Where is Tunisia heading?

Yet, Tunisians now have nothing to lose. They are still determined to fight for more freedom, economic prosperity and political stability. The success of the Tunisian uprising in 2010 was the result of societal homogeneity, the absence of religious and ethnic divisions, in addition to the military establishment's distance from political affairs so far. Also, it was the result of the political approach adopted by the Ennahda Movement, based on political consensus with its ideological adversaries and even the heavy price that the party has been paying for social cohesion and its leaders' attentiveness. Ennahda leaders argued that they were doing this for the sake of unity and stability, but analysts see this as confirmation of Ennahda’s political identity crisis in a hostile political environment nationally and regionally.

In sum, Tunisians feel that their dream has been evaporating. Youths still long for a better life and are crossing illegally to Italian shores. Years have passed and Tunisia is still struggling to implement a Constitutional Court that Saied promised to put in place to serve as a strong legal tool between the two state’s branches and a better "checks and balances" principle.

Saied seems content with getting more constitutional power and positioning himself in the new posture of Tunisia’s "strongman." Tunisia is now heading toward a populist dictatorial rule in the style of the former Libyan leader Moammar Gadhafi. Saied seeks to consolidate the so-called grassroots system that is based on loyalists, while striking parties, human rights organizations and all civil society bodies. However, Tunisia will not surrender to Saied’s project and the struggle will continue.

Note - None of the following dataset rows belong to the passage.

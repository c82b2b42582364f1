//! Shared HTTP client construction policy.
//!
//! Both the page fetcher and the image downloader build their clients here so
//! timeouts, user-agent, compression and proxy handling stay consistent.

use std::panic::{AssertUnwindSafe, catch_unwind};
use std::time::Duration;

use reqwest::{Client, ClientBuilder, Proxy};
use tracing::warn;

use crate::user_agent;

/// Why a client could not be built.
#[derive(Debug)]
pub(crate) enum BuildClientFailure {
    Panic,
    Build(reqwest::Error),
}

impl std::fmt::Display for BuildClientFailure {
    fn fmt(&self, f: &mut std::fmt::Formatter<'_>) -> std::fmt::Result {
        match self {
            Self::Panic => write!(f, "client builder panicked while reading proxy settings"),
            Self::Build(error) => write!(f, "{error}"),
        }
    }
}

/// Builds a client with the given timeouts.
///
/// Some sandboxed environments panic when the system proxy configuration is
/// queried. On panic the builder is retried with system proxy lookup disabled
/// and proxies taken from the environment only.
pub(crate) fn build_http_client(
    role: &str,
    connect_timeout_secs: u64,
    read_timeout_secs: u64,
) -> Result<Client, BuildClientFailure> {
    match try_build_client(connect_timeout_secs, read_timeout_secs, false) {
        Err(BuildClientFailure::Panic) => {
            warn!(
                role,
                "HTTP client hit system proxy panic; using env-proxy fallback builder"
            );
            try_build_client(connect_timeout_secs, read_timeout_secs, true)
        }
        other => other,
    }
}

fn try_build_client(
    connect_timeout_secs: u64,
    read_timeout_secs: u64,
    disable_system_proxy_lookup: bool,
) -> Result<Client, BuildClientFailure> {
    catch_unwind(AssertUnwindSafe(move || {
        let mut builder = base_builder(connect_timeout_secs, read_timeout_secs);
        if disable_system_proxy_lookup {
            builder = apply_env_proxy_fallback(builder.no_proxy());
        }
        builder.build().map_err(BuildClientFailure::Build)
    }))
    .map_err(|_| BuildClientFailure::Panic)?
}

fn base_builder(connect_timeout_secs: u64, read_timeout_secs: u64) -> ClientBuilder {
    Client::builder()
        .connect_timeout(Duration::from_secs(connect_timeout_secs))
        .timeout(Duration::from_secs(read_timeout_secs))
        .user_agent(user_agent::default_user_agent())
        .gzip(true)
}

fn apply_env_proxy_fallback(mut builder: ClientBuilder) -> ClientBuilder {
    if let Some(proxy) = env_proxy_for_scheme("https")
        && let Ok(resolved) = Proxy::https(&proxy)
    {
        builder = builder.proxy(resolved);
    }
    if let Some(proxy) = env_proxy_for_scheme("http")
        && let Ok(resolved) = Proxy::http(&proxy)
    {
        builder = builder.proxy(resolved);
    }
    builder
}

fn env_proxy_for_scheme(scheme: &str) -> Option<String> {
    match scheme {
        "https" => find_first_proxy_var(&["HTTPS_PROXY", "https_proxy", "ALL_PROXY", "all_proxy"]),
        "http" => find_first_proxy_var(&["HTTP_PROXY", "http_proxy", "ALL_PROXY", "all_proxy"]),
        _ => None,
    }
}

fn find_first_proxy_var(names: &[&str]) -> Option<String> {
    names.iter().find_map(|name| {
        std::env::var(name)
            .ok()
            .map(|value| value.trim().to_string())
            .filter(|value| !value.is_empty())
    })
}

#[cfg(test)]
mod tests {
    use super::*;

    #[test]
    fn test_env_proxy_for_unknown_scheme_is_none() {
        assert!(env_proxy_for_scheme("ftp").is_none());
    }

    #[test]
    fn test_find_first_proxy_var_skips_missing_names() {
        assert!(find_first_proxy_var(&["ANTWEB_SCRAPER_TEST_UNSET_PROXY_VAR"]).is_none());
    }

    #[test]
    fn test_build_http_client_with_defaults() {
        let client = build_http_client("test", 10, 30);
        assert!(client.is_ok(), "client should build: {:?}", client.err());
    }
}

Questionable legitimacy, harsh economic realities and migrants' cultural and societal challenges have heavily influenced Tunisians’ daily lives. Particularly COVID-19 and the ongoing Ukraine war had dire economic consequences. Two economic imperatives have pushed Saied's administration to kneel before the International Monetary Fund (IMF) conditions and the EU migrants deal of 150 million euros ($162.77 million) paid to Tunisia, despite links to human rights violations. Yet, these conditions could provoke another wave of political uprising in the country as a result of the institutional instability that is hurting any peaceful political change, security and economic prosperity.